Work request: Work out how many lines of the records contain "UpdateProfileNameParams". Answer with the number and nothing else.

Provided records:
*****

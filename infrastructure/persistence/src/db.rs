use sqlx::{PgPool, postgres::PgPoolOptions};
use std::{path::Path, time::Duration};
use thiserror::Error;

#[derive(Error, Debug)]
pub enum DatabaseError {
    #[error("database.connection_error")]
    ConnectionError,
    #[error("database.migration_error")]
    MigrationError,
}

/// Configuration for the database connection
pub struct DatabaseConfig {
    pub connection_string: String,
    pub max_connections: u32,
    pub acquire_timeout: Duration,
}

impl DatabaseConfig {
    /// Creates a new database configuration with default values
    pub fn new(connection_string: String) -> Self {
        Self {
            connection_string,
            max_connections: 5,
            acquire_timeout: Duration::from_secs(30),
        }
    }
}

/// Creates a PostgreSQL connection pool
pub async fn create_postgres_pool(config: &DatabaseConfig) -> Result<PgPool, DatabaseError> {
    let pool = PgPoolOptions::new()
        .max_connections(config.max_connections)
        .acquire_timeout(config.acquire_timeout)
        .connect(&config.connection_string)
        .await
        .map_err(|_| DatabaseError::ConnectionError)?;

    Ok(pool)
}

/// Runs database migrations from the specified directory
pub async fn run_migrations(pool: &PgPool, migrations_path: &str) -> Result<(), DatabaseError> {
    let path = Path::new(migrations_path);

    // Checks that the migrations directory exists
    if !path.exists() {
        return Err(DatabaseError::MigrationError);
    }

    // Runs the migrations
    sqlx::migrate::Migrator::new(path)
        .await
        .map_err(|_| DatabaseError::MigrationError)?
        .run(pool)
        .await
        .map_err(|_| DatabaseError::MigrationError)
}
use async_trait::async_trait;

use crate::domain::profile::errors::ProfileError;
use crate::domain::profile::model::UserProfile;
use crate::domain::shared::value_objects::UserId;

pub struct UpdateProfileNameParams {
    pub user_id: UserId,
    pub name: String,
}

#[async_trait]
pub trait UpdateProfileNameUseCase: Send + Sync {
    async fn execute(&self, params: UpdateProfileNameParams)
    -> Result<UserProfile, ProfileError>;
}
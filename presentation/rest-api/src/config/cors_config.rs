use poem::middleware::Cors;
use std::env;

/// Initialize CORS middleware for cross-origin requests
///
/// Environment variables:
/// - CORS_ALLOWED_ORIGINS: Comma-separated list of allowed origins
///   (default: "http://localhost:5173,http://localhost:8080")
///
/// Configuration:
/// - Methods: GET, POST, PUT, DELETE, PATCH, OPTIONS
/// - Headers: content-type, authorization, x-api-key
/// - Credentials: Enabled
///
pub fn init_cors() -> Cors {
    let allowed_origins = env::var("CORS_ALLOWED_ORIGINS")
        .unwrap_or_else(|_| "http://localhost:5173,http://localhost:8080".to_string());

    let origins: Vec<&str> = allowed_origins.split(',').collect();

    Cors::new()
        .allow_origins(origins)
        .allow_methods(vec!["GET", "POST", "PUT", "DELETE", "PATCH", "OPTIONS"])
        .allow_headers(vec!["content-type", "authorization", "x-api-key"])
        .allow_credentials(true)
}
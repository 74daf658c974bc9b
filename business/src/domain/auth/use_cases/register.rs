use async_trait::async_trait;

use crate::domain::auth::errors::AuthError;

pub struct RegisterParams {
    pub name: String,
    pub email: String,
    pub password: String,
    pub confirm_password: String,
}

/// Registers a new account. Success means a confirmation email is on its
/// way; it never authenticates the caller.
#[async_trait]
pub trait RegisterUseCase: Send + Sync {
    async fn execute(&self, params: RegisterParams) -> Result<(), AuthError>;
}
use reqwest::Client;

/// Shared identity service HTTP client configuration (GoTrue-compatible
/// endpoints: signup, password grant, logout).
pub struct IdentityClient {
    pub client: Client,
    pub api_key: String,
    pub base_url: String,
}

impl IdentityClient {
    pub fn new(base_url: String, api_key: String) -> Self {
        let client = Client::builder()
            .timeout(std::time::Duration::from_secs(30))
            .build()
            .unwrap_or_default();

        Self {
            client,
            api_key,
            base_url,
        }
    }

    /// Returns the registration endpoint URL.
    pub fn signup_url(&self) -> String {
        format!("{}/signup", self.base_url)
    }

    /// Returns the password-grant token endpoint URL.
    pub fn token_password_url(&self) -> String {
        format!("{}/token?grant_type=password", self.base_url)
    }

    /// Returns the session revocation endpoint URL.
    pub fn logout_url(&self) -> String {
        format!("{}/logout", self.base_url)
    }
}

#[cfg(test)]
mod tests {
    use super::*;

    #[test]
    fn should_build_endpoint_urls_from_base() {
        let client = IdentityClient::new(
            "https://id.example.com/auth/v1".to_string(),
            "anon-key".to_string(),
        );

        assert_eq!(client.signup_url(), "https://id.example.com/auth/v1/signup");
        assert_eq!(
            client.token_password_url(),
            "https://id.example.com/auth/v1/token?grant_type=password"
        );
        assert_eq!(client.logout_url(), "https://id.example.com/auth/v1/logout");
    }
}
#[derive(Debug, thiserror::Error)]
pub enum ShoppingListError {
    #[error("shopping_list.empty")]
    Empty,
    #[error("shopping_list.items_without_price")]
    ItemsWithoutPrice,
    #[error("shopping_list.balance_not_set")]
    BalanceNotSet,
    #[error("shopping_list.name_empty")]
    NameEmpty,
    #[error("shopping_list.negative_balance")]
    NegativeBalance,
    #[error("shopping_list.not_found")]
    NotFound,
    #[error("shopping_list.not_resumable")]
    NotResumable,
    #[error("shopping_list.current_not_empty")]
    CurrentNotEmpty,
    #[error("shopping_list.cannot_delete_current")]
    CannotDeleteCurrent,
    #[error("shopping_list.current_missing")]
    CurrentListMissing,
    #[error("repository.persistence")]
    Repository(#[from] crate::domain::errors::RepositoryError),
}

*****

Expected answer: 2